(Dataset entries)

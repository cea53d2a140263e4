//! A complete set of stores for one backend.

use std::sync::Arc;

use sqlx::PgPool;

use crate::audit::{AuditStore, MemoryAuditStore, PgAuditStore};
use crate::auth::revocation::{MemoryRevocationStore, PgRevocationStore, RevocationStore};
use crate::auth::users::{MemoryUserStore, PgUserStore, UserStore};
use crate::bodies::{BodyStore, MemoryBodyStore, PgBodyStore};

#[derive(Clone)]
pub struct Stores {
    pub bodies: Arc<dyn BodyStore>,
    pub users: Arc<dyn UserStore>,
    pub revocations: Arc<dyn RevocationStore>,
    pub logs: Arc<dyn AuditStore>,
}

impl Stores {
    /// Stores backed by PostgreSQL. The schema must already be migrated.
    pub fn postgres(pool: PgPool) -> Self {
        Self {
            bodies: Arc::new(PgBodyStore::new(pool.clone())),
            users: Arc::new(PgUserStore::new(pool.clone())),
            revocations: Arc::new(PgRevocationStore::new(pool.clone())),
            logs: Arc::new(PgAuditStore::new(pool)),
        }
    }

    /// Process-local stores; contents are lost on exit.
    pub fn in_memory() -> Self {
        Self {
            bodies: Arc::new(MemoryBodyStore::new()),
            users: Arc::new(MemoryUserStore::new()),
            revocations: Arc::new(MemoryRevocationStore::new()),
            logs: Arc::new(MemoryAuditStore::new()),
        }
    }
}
---
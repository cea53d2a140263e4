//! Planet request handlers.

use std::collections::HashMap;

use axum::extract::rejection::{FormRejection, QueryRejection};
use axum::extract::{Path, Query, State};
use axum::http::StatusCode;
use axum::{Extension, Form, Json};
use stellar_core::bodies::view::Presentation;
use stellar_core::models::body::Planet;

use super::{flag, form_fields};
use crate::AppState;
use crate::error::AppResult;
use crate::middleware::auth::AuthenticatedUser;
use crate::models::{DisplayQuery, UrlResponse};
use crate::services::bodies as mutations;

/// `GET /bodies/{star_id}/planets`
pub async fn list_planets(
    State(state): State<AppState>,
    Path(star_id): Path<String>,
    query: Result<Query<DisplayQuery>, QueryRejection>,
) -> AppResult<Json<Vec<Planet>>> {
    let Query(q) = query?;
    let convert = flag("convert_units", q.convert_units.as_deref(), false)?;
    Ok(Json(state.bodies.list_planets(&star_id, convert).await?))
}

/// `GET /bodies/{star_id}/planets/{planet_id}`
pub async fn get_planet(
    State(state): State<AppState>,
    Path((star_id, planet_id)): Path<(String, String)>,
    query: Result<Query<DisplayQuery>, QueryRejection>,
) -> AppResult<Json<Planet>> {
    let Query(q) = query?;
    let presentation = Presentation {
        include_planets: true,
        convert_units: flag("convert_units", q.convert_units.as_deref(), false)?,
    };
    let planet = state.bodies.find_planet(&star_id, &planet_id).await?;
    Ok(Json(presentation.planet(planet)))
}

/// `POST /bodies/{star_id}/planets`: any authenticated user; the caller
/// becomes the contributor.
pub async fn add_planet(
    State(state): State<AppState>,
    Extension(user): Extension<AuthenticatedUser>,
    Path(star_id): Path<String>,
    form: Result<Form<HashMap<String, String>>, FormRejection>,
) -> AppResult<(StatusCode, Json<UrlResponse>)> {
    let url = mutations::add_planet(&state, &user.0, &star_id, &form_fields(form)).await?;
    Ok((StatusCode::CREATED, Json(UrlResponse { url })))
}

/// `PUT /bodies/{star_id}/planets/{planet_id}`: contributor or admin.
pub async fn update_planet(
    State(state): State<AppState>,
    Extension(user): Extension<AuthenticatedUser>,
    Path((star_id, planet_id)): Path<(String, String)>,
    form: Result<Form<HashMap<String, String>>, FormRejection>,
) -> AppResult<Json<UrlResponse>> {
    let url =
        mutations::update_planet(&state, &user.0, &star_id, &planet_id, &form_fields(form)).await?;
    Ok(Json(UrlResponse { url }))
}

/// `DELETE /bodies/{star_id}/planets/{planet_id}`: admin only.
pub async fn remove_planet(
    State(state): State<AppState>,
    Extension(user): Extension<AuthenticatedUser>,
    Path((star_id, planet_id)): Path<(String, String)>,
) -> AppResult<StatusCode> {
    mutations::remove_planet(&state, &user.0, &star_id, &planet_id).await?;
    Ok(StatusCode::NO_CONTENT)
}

-- WHAT YOU WILL DO --
Provide the count of lines above that contain "admin", without any other words.

-- RESPONSE TO THE TASK --
2